Stored items
---

//! Snapshot-based undo/redo history.

use crate::element::{Element, ElementId};

/// Maximum number of snapshots to keep by default.
pub const DEFAULT_HISTORY_LIMIT: usize = 100;

/// A full copy of a drawing's element set.
pub type Snapshot = Vec<Element>;

/// Linear, bounded list of snapshots with a cursor.
///
/// The snapshot under the cursor mirrors what is currently shown. Recording
/// after an undo prunes the redo branch.
///
/// Recording can be suspended for the duration of a gesture (a drag, say) so
/// that the gesture lands as a single entry.
#[derive(Debug, Clone)]
pub struct History {
    snapshots: Vec<Snapshot>,
    cursor: usize,
    limit: usize,
    in_gesture: bool,
}

impl Default for History {
    fn default() -> Self {
        Self::new(DEFAULT_HISTORY_LIMIT)
    }
}

impl History {
    /// Create an empty history holding at most `limit` snapshots (minimum 1).
    pub fn new(limit: usize) -> Self {
        Self {
            snapshots: Vec::new(),
            cursor: 0,
            limit: limit.max(1),
            in_gesture: false,
        }
    }

    /// Create a history seeded with an initial snapshot.
    pub fn with_initial(snapshot: Snapshot, limit: usize) -> Self {
        let mut history = Self::new(limit);
        history.record(snapshot);
        history
    }

    /// Record a snapshot. Returns true if a new entry was added.
    ///
    /// No-op while a gesture is open or when `snapshot` equals the entry under
    /// the cursor.
    pub fn record(&mut self, snapshot: Snapshot) -> bool {
        if self.in_gesture {
            return false;
        }
        self.push(snapshot)
    }

    fn push(&mut self, snapshot: Snapshot) -> bool {
        if self.current() == Some(&snapshot) {
            return false;
        }

        if !self.snapshots.is_empty() {
            self.snapshots.truncate(self.cursor + 1);
        }
        self.snapshots.push(snapshot);

        if self.snapshots.len() > self.limit {
            let overflow = self.snapshots.len() - self.limit;
            self.snapshots.drain(..overflow);
        }
        self.cursor = self.snapshots.len() - 1;
        log::trace!("History recorded entry {} of {}", self.cursor + 1, self.snapshots.len());
        true
    }

    /// Step back. Returns the snapshot now under the cursor, which the caller
    /// must restore.
    pub fn undo(&mut self) -> Option<&Snapshot> {
        if self.cursor == 0 || self.snapshots.is_empty() {
            return None;
        }
        self.cursor -= 1;
        self.snapshots.get(self.cursor)
    }

    /// Step forward. Returns the snapshot now under the cursor.
    pub fn redo(&mut self) -> Option<&Snapshot> {
        if self.cursor + 1 >= self.snapshots.len() {
            return None;
        }
        self.cursor += 1;
        self.snapshots.get(self.cursor)
    }

    pub fn can_undo(&self) -> bool {
        self.cursor > 0
    }

    pub fn can_redo(&self) -> bool {
        self.cursor + 1 < self.snapshots.len()
    }

    /// Snapshot under the cursor.
    pub fn current(&self) -> Option<&Snapshot> {
        self.snapshots.get(self.cursor)
    }

    pub fn cursor(&self) -> usize {
        self.cursor
    }

    pub fn len(&self) -> usize {
        self.snapshots.len()
    }

    pub fn is_empty(&self) -> bool {
        self.snapshots.is_empty()
    }

    pub fn snapshots(&self) -> &[Snapshot] {
        &self.snapshots
    }

    /// Suspend recording until [`History::end_gesture`].
    pub fn begin_gesture(&mut self) {
        self.in_gesture = true;
    }

    /// Close a gesture and record its final state as one entry.
    pub fn end_gesture(&mut self, snapshot: Snapshot) -> bool {
        self.in_gesture = false;
        self.push(snapshot)
    }

    /// Close a gesture without recording anything.
    pub fn abort_gesture(&mut self) {
        self.in_gesture = false;
    }

    pub fn in_gesture(&self) -> bool {
        self.in_gesture
    }

    /// Follow an element id reassignment through every snapshot.
    pub fn rename(&mut self, old: &ElementId, new: &ElementId) {
        for element in self.snapshots.iter_mut().flatten() {
            if &element.id == old {
                element.id = new.clone();
            }
        }
    }

    /// Drop every entry and start over from `snapshot`.
    pub fn reset(&mut self, snapshot: Snapshot) {
        self.snapshots.clear();
        self.cursor = 0;
        self.in_gesture = false;
        self.push(snapshot);
    }
}

#[cfg(test)]
mod tests {
    use super::*;
    use crate::element::{ElementKind, Geometry};
    use kurbo::Point;

    fn snapshot(xs: &[f64]) -> Snapshot {
        xs.iter()
            .enumerate()
            .map(|(i, &x)| {
                Element::new(
                    ElementId::new(format!("e{i}")),
                    Geometry::at(ElementKind::Door, Point::new(x, 0.0)),
                )
            })
            .collect()
    }

    #[test]
    fn test_record_and_undo_redo() {
        let mut history = History::default();
        history.record(snapshot(&[]));
        history.record(snapshot(&[1.0]));
        history.record(snapshot(&[1.0, 2.0]));
        assert_eq!(history.len(), 3);
        assert_eq!(history.cursor(), 2);

        assert_eq!(history.undo().cloned(), Some(snapshot(&[1.0])));
        assert_eq!(history.undo().cloned(), Some(snapshot(&[])));
        assert!(history.undo().is_none());
        assert_eq!(history.cursor(), 0);

        assert_eq!(history.redo().cloned(), Some(snapshot(&[1.0])));
        assert!(history.can_redo());
    }

    #[test]
    fn test_record_equal_snapshot_is_noop() {
        let mut history = History::default();
        assert!(history.record(snapshot(&[1.0])));
        assert!(!history.record(snapshot(&[1.0])));
        assert_eq!(history.len(), 1);
    }

    #[test]
    fn test_record_after_undo_prunes_redo_branch() {
        let s0 = snapshot(&[]);
        let s1 = snapshot(&[1.0]);
        let s2 = snapshot(&[1.0, 2.0]);
        let s3 = snapshot(&[3.0]);

        let mut history = History::default();
        history.record(s0.clone());
        history.record(s1.clone());
        history.record(s2.clone());
        history.undo();
        history.undo();
        history.record(s3.clone());

        assert!(!history.snapshots().contains(&s1));
        assert!(!history.snapshots().contains(&s2));
        assert_eq!(history.current(), Some(&s3));
        assert_eq!(history.snapshots(), &[s0, s3.clone()]);
        assert!(history.redo().is_none());
        assert_eq!(history.current(), Some(&s3));
    }

    #[test]
    fn test_limit_drops_oldest() {
        let mut history = History::new(3);
        for i in 0..5 {
            history.record(snapshot(&[i as f64]));
        }
        assert_eq!(history.len(), 3);
        assert_eq!(history.snapshots()[0], snapshot(&[2.0]));
        assert_eq!(history.cursor(), 2);
    }

    #[test]
    fn test_gesture_coalesces_entries() {
        let mut history = History::with_initial(snapshot(&[0.0]), 10);
        history.begin_gesture();
        for x in 1..20 {
            assert!(!history.record(snapshot(&[x as f64])));
        }
        assert!(history.end_gesture(snapshot(&[20.0])));
        assert_eq!(history.len(), 2);
        assert_eq!(history.undo().cloned(), Some(snapshot(&[0.0])));
    }

    #[test]
    fn test_rename_follows_through_snapshots() {
        let mut history = History::with_initial(snapshot(&[1.0]), 10);
        history.record(snapshot(&[1.0, 2.0]));
        history.rename(&ElementId::from("e0"), &ElementId::from("server-0"));
        assert!(history.snapshots().iter().all(|s| s[0].id.as_str() == "server-0"));
    }
}
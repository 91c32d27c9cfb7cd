//! Persisted records: projects, drawings and element payloads.

use crate::element::{Element, ElementId, Geometry, Metadata, Style};
use crate::snap::GridSettings;
use serde::{Deserialize, Serialize};
use std::fmt;
use std::time::{SystemTime, UNIX_EPOCH};
use uuid::Uuid;

macro_rules! string_id {
    ($(#[$meta:meta])* $name:ident) => {
        $(#[$meta])*
        #[derive(Debug, Clone, PartialEq, Eq, Hash, PartialOrd, Ord, Serialize, Deserialize)]
        #[serde(transparent)]
        pub struct $name(String);

        impl $name {
            pub fn new(id: impl Into<String>) -> Self {
                Self(id.into())
            }

            pub fn generate() -> Self {
                Self(Uuid::new_v4().to_string())
            }

            pub fn as_str(&self) -> &str {
                &self.0
            }
        }

        impl fmt::Display for $name {
            fn fmt(&self, f: &mut fmt::Formatter<'_>) -> fmt::Result {
                f.write_str(&self.0)
            }
        }

        impl From<&str> for $name {
            fn from(value: &str) -> Self {
                Self::new(value)
            }
        }
    };
}

string_id!(
    /// Identifier of a user (owner or collaborator).
    UserId
);
string_id!(
    /// Identifier of a project.
    ProjectId
);
string_id!(
    /// Identifier of a drawing.
    DrawingId
);

/// Milliseconds since the Unix epoch.
pub fn now_millis() -> u64 {
    SystemTime::now()
        .duration_since(UNIX_EPOCH)
        .map(|d| d.as_millis() as u64)
        .unwrap_or(0)
}

/// Saved pan offset and viewport dimensions.
#[derive(Debug, Clone, Copy, PartialEq, Serialize, Deserialize)]
#[serde(default)]
pub struct ViewBox {
    pub x: f64,
    pub y: f64,
    pub width: f64,
    pub height: f64,
}

impl Default for ViewBox {
    fn default() -> Self {
        Self {
            x: 0.0,
            y: 0.0,
            width: 1000.0,
            height: 800.0,
        }
    }
}

/// A named canvas belonging to a project.
#[derive(Debug, Clone, PartialEq, Serialize, Deserialize)]
#[serde(rename_all = "camelCase")]
pub struct Drawing {
    pub id: DrawingId,
    pub project: ProjectId,
    pub title: String,
    /// Owned elements, in insertion order.
    #[serde(default)]
    pub elements: Vec<ElementId>,
    pub created_by: UserId,
    #[serde(default)]
    pub created_at: u64,
    #[serde(default)]
    pub updated_at: u64,
    #[serde(default)]
    pub view_box: ViewBox,
    #[serde(default = "default_scale")]
    pub scale: f64,
    #[serde(default)]
    pub grid_settings: GridSettings,
}

fn default_scale() -> f64 {
    1.0
}

impl Drawing {
    /// Create an empty drawing with default viewport and grid.
    pub fn new(project: ProjectId, title: impl Into<String>, created_by: UserId) -> Self {
        let now = now_millis();
        Self {
            id: DrawingId::generate(),
            project,
            title: title.into(),
            elements: Vec::new(),
            created_by,
            created_at: now,
            updated_at: now,
            view_box: ViewBox::default(),
            scale: default_scale(),
            grid_settings: GridSettings::default(),
        }
    }

    /// Apply the provided fields of a patch. Non-positive scales are ignored.
    pub fn apply_patch(&mut self, patch: &DrawingPatch) {
        if let Some(title) = patch.title.as_ref().filter(|t| !t.trim().is_empty()) {
            self.title = title.clone();
        }
        if let Some(view_box) = patch.view_box {
            self.view_box = view_box;
        }
        if let Some(scale) = patch.scale.filter(|s| *s > 0.0) {
            self.scale = scale;
        }
        if let Some(grid) = patch.grid_settings {
            self.grid_settings = grid;
        }
        self.updated_at = now_millis();
    }
}

/// Partial drawing update. Absent fields are left unchanged.
#[derive(Debug, Clone, Default, PartialEq, Serialize, Deserialize)]
#[serde(rename_all = "camelCase", default)]
pub struct DrawingPatch {
    #[serde(skip_serializing_if = "Option::is_none")]
    pub title: Option<String>,
    #[serde(skip_serializing_if = "Option::is_none")]
    pub view_box: Option<ViewBox>,
    #[serde(skip_serializing_if = "Option::is_none")]
    pub scale: Option<f64>,
    #[serde(skip_serializing_if = "Option::is_none")]
    pub grid_settings: Option<GridSettings>,
}

/// Free-form project details.
#[derive(Debug, Clone, Default, PartialEq, Serialize, Deserialize)]
#[serde(rename_all = "camelCase", default)]
pub struct ProjectMetadata {
    #[serde(skip_serializing_if = "Option::is_none")]
    pub project_type: Option<String>,
    #[serde(skip_serializing_if = "Option::is_none")]
    pub client: Option<String>,
    #[serde(skip_serializing_if = "Option::is_none")]
    pub location: Option<String>,
}

/// Top-level container of drawings with one owner and any number of collaborators.
#[derive(Debug, Clone, PartialEq, Serialize, Deserialize)]
#[serde(rename_all = "camelCase")]
pub struct Project {
    pub id: ProjectId,
    pub title: String,
    #[serde(default, skip_serializing_if = "Option::is_none")]
    pub description: Option<String>,
    pub owner: UserId,
    #[serde(default)]
    pub collaborators: Vec<UserId>,
    #[serde(default)]
    pub drawings: Vec<DrawingId>,
    #[serde(default)]
    pub created_at: u64,
    #[serde(default)]
    pub updated_at: u64,
    #[serde(default)]
    pub metadata: ProjectMetadata,
}

impl Project {
    pub fn new(title: impl Into<String>, owner: UserId) -> Self {
        let now = now_millis();
        Self {
            id: ProjectId::generate(),
            title: title.into(),
            description: None,
            owner,
            collaborators: Vec::new(),
            drawings: Vec::new(),
            created_at: now,
            updated_at: now,
            metadata: ProjectMetadata::default(),
        }
    }

    pub fn is_owner(&self, user: &UserId) -> bool {
        &self.owner == user
    }

    /// Owners and collaborators may read and write drawings and elements.
    pub fn can_access(&self, user: &UserId) -> bool {
        self.is_owner(user) || self.collaborators.contains(user)
    }
}

/// Element payload without an id, as sent on creation.
#[derive(Debug, Clone, PartialEq, Serialize, Deserialize)]
pub struct NewElement {
    #[serde(flatten)]
    pub geometry: Geometry,
    #[serde(default)]
    pub style: Style,
    #[serde(default)]
    pub metadata: Metadata,
}

impl NewElement {
    pub fn into_element(self, id: ElementId) -> Element {
        Element {
            id,
            geometry: self.geometry,
            style: self.style,
            metadata: self.metadata,
        }
    }
}

impl From<&Element> for NewElement {
    fn from(element: &Element) -> Self {
        Self {
            geometry: element.geometry.clone(),
            style: element.style.clone(),
            metadata: element.metadata.clone(),
        }
    }
}

/// Partial element update. Absent parts are left unchanged.
#[derive(Debug, Clone, Default, PartialEq, Serialize, Deserialize)]
pub struct ElementPatch {
    #[serde(flatten)]
    pub geometry: Option<Geometry>,
    #[serde(default, skip_serializing_if = "Option::is_none")]
    pub style: Option<Style>,
    #[serde(default, skip_serializing_if = "Option::is_none")]
    pub metadata: Option<Metadata>,
}

impl ElementPatch {
    pub fn apply_to(&self, element: &mut Element) {
        if let Some(geometry) = &self.geometry {
            element.geometry = geometry.clone();
        }
        if let Some(style) = &self.style {
            element.style = style.clone();
        }
        if let Some(metadata) = &self.metadata {
            element.metadata = metadata.clone();
        }
    }

    pub fn is_empty(&self) -> bool {
        self.geometry.is_none() && self.style.is_none() && self.metadata.is_none()
    }

    /// The parts of `after` that differ from `before`.
    pub fn diff(before: &Element, after: &Element) -> Self {
        Self {
            geometry: (before.geometry != after.geometry).then(|| after.geometry.clone()),
            style: (before.style != after.style).then(|| after.style.clone()),
            metadata: (before.metadata != after.metadata).then(|| after.metadata.clone()),
        }
    }
}

impl From<&Element> for ElementPatch {
    fn from(element: &Element) -> Self {
        Self {
            geometry: Some(element.geometry.clone()),
            style: Some(element.style.clone()),
            metadata: Some(element.metadata.clone()),
        }
    }
}

/// One entry of a batch replace. Entries without an id, or with a local
/// placeholder id, get a fresh one.
#[derive(Debug, Clone, PartialEq, Serialize, Deserialize)]
pub struct BatchElement {
    #[serde(default, skip_serializing_if = "Option::is_none")]
    pub id: Option<ElementId>,
    #[serde(flatten)]
    pub element: NewElement,
}

impl BatchElement {
    pub fn into_element(self) -> Element {
        let id = self
            .id
            .filter(|id| !id.is_placeholder())
            .unwrap_or_else(ElementId::generate);
        self.element.into_element(id)
    }
}

impl From<&Element> for BatchElement {
    fn from(element: &Element) -> Self {
        Self {
            id: Some(element.id.clone()),
            element: NewElement::from(element),
        }
    }
}

/// Body of a batch replace request.
#[derive(Debug, Clone, Default, PartialEq, Serialize, Deserialize)]
pub struct ElementBatch {
    pub elements: Vec<BatchElement>,
}

impl ElementBatch {
    pub fn from_elements(elements: &[Element]) -> Self {
        Self {
            elements: elements.iter().map(BatchElement::from).collect(),
        }
    }
}

#[cfg(test)]
mod tests {
    use super::*;
    use crate::element::ElementKind;
    use kurbo::Point;

    #[test]
    fn test_project_access() {
        let owner = UserId::from("owner");
        let guest = UserId::from("guest");
        let stranger = UserId::from("stranger");
        let mut project = Project::new("House", owner.clone());
        project.collaborators.push(guest.clone());

        assert!(project.can_access(&owner));
        assert!(project.can_access(&guest));
        assert!(!project.can_access(&stranger));
        assert!(project.is_owner(&owner));
        assert!(!project.is_owner(&guest));
    }

    #[test]
    fn test_drawing_defaults_from_json() {
        let json = r#"{"id": "d1", "project": "p1", "title": "Ground floor", "createdBy": "u1"}"#;
        let drawing: Drawing = serde_json::from_str(json).unwrap();
        assert_eq!(drawing.scale, 1.0);
        assert_eq!(drawing.view_box, ViewBox::default());
        assert_eq!(drawing.grid_settings.size, 50.0);
        assert!(drawing.grid_settings.snap);
        assert!(drawing.elements.is_empty());
    }

    #[test]
    fn test_drawing_patch_ignores_invalid_scale() {
        let mut drawing = Drawing::new(ProjectId::from("p"), "Plan", UserId::from("u"));
        drawing.apply_patch(&DrawingPatch {
            scale: Some(0.0),
            title: Some("  ".to_string()),
            view_box: Some(ViewBox {
                x: 10.0,
                y: 20.0,
                width: 640.0,
                height: 480.0,
            }),
            ..DrawingPatch::default()
        });
        assert_eq!(drawing.scale, 1.0);
        assert_eq!(drawing.title, "Plan");
        assert_eq!(drawing.view_box.x, 10.0);
    }

    #[test]
    fn test_element_patch_partial() {
        let mut element = Element::new(
            ElementId::from("e"),
            Geometry::at(ElementKind::Text, Point::new(1.0, 1.0)),
        );
        let patch: ElementPatch =
            serde_json::from_str(r#"{"metadata": {"name": "Label", "locked": true}}"#).unwrap();
        assert!(patch.geometry.is_none());
        patch.apply_to(&mut element);
        assert_eq!(element.metadata.name, "Label");
        assert!(element.metadata.locked);
        assert_eq!(element.kind(), ElementKind::Text);
    }

    #[test]
    fn test_new_element_round_trip_into_element() {
        let source = Element::new(
            ElementId::from("x"),
            Geometry::at(ElementKind::Window, Point::new(3.0, 4.0)),
        );
        let payload = NewElement::from(&source);
        let json = serde_json::to_string(&payload).unwrap();
        assert!(json.contains(r#""type":"window""#));
        let back: NewElement = serde_json::from_str(&json).unwrap();
        assert_eq!(back.into_element(ElementId::from("x")), source);
    }

    #[test]
    fn test_batch_element_ids() {
        let kept = Element::new(ElementId::from("srv-1"), Geometry::at(ElementKind::Door, Point::ZERO));
        let local = Element::new(ElementId::placeholder(), Geometry::at(ElementKind::Door, Point::ZERO));
        let batch = ElementBatch::from_elements(&[kept, local]);
        let json = serde_json::to_string(&batch).unwrap();

        let back: ElementBatch = serde_json::from_str(&json).unwrap();
        let elements: Vec<Element> = back.elements.into_iter().map(BatchElement::into_element).collect();
        assert_eq!(elements[0].id.as_str(), "srv-1");
        assert!(!elements[1].id.is_placeholder());

        let anonymous: BatchElement =
            serde_json::from_str(r#"{"type": "room", "geometry": {"points": [{"x": 0, "y": 0}]}}"#).unwrap();
        assert!(anonymous.id.is_none());
        assert_eq!(anonymous.into_element().kind(), ElementKind::Room);
    }

    #[test]
    fn test_element_patch_diff() {
        let before = Element::new(ElementId::from("e"), Geometry::at(ElementKind::Door, Point::ZERO));
        let mut after = before.clone();
        after.translate(kurbo::Vec2::new(10.0, 0.0));

        let patch = ElementPatch::diff(&before, &after);
        assert!(patch.geometry.is_some());
        assert!(patch.style.is_none() && patch.metadata.is_none());
        assert!(ElementPatch::diff(&before, &before).is_empty());

        let json = serde_json::to_value(&patch).unwrap();
        assert_eq!(json["type"], "door");
        assert!(json.get("style").is_none());
    }
}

---

» **Task directions**
From the entries above, copy every line containing the word "Step".

» **Solution to this task**
    /// Step back. Returns the snapshot now under the cursor, which the caller
    /// Step forward. Returns the snapshot now under the cursor.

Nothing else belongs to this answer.